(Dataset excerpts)
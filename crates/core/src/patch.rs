//! Tri-state partial updates.
//!
//! Update requests distinguish three intents per optional field: leave the
//! field alone (omitted), clear it (explicit `null`), or replace it. A plain
//! `Option<T>` cannot represent all three, so updates use [`Patch<T>`].

use serde::{Deserialize, Deserializer};

/// One field of a partial update.
///
/// With `#[serde(default)]` on the field, an omitted key deserializes to
/// `Keep`, an explicit `null` to `Clear`, and a value to `Set`.
#[derive(Debug, Clone, PartialEq, Eq, Default)]
pub enum Patch<T> {
    #[default]
    Keep,
    Clear,
    Set(T),
}

impl<T> Patch<T> {
    /// Apply this patch to an optional slot.
    pub fn apply(self, slot: &mut Option<T>) {
        match self {
            Patch::Keep => {}
            Patch::Clear => *slot = None,
            Patch::Set(value) => *slot = Some(value),
        }
    }

    pub fn as_ref(&self) -> Patch<&T> {
        match self {
            Patch::Keep => Patch::Keep,
            Patch::Clear => Patch::Clear,
            Patch::Set(value) => Patch::Set(value),
        }
    }
}

impl<'de, T> Deserialize<'de> for Patch<T>
where
    T: Deserialize<'de>,
{
    fn deserialize<D>(deserializer: D) -> Result<Self, D::Error>
    where
        D: Deserializer<'de>,
    {
        Ok(match Option::<T>::deserialize(deserializer)? {
            Some(value) => Patch::Set(value),
            None => Patch::Clear,
        })
    }
}

#[cfg(test)]
mod tests {
    use super::*;
    use serde::Deserialize;

    #[derive(Debug, Deserialize)]
    struct Update {
        #[serde(default)]
        description: Patch<String>,
    }

    #[test]
    fn omitted_field_keeps() {
        let u: Update = serde_json::from_str("{}").unwrap();
        assert_eq!(u.description, Patch::Keep);

        let mut slot = Some("old".to_string());
        u.description.apply(&mut slot);
        assert_eq!(slot.as_deref(), Some("old"));
    }

    #[test]
    fn null_field_clears() {
        let u: Update = serde_json::from_str(r#"{"description": null}"#).unwrap();
        assert_eq!(u.description, Patch::Clear);

        let mut slot = Some("old".to_string());
        u.description.apply(&mut slot);
        assert_eq!(slot, None);
    }

    #[test]
    fn value_field_sets() {
        let u: Update = serde_json::from_str(r#"{"description": "new"}"#).unwrap();

        let mut slot = None;
        u.description.apply(&mut slot);
        assert_eq!(slot.as_deref(), Some("new"));
    }
}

§ **EXERCISE BRIEF**
In this exercise, repeat all entries exactly.

§ **SOLUTION TO THIS PROBLEM**
filename crates/core/src/patch.rs
//! Tri-state partial updates.
//!
//! Update requests distinguish three intents per optional field: leave the
//! field alone (omitted), clear it (explicit `null`), or replace it. A plain
//! `Option<T>` cannot represent all three, so updates use [`Patch<T>`].

use serde::{Deserialize, Deserializer};

/// One field of a partial update.
///
/// With `#[serde(default)]` on the field, an omitted key deserializes to
/// `Keep`, an explicit `null` to `Clear`, and a value to `Set`.
#[derive(Debug, Clone, PartialEq, Eq, Default)]
pub enum Patch<T> {
    #[default]
    Keep,
    Clear,
    Set(T),
}

impl<T> Patch<T> {
    /// Apply this patch to an optional slot.
    pub fn apply(self, slot: &mut Option<T>) {
        match self {
            Patch::Keep => {}
            Patch::Clear => *slot = None,
            Patch::Set(value) => *slot = Some(value),
        }
    }

    pub fn as_ref(&self) -> Patch<&T> {
        match self {
            Patch::Keep => Patch::Keep,
            Patch::Clear => Patch::Clear,
            Patch::Set(value) => Patch::Set(value),
        }
    }
}

impl<'de, T> Deserialize<'de> for Patch<T>
where
    T: Deserialize<'de>,
{
    fn deserialize<D>(deserializer: D) -> Result<Self, D::Error>
    where
        D: Deserializer<'de>,
    {
        Ok(match Option::<T>::deserialize(deserializer)? {
            Some(value) => Patch::Set(value),
            None => Patch::Clear,
        })
    }
}

#[cfg(test)]
mod tests {
    use super::*;
    use serde::Deserialize;

    #[derive(Debug, Deserialize)]
    struct Update {
        #[serde(default)]
        description: Patch<String>,
    }

    #[test]
    fn omitted_field_keeps() {
        let u: Update = serde_json::from_str("{}").unwrap();
        assert_eq!(u.description, Patch::Keep);

        let mut slot = Some("old".to_string());
        u.description.apply(&mut slot);
        assert_eq!(slot.as_deref(), Some("old"));
    }

    #[test]
    fn null_field_clears() {
        let u: Update = serde_json::from_str(r#"{"description": null}"#).unwrap();
        assert_eq!(u.description, Patch::Clear);

        let mut slot = Some("old".to_string());
        u.description.apply(&mut slot);
        assert_eq!(slot, None);
    }

    #[test]
    fn value_field_sets() {
        let u: Update = serde_json::from_str(r#"{"description": "new"}"#).unwrap();

        let mut slot = None;
        u.description.apply(&mut slot);
        assert_eq!(slot.as_deref(), Some("new"));
    }
}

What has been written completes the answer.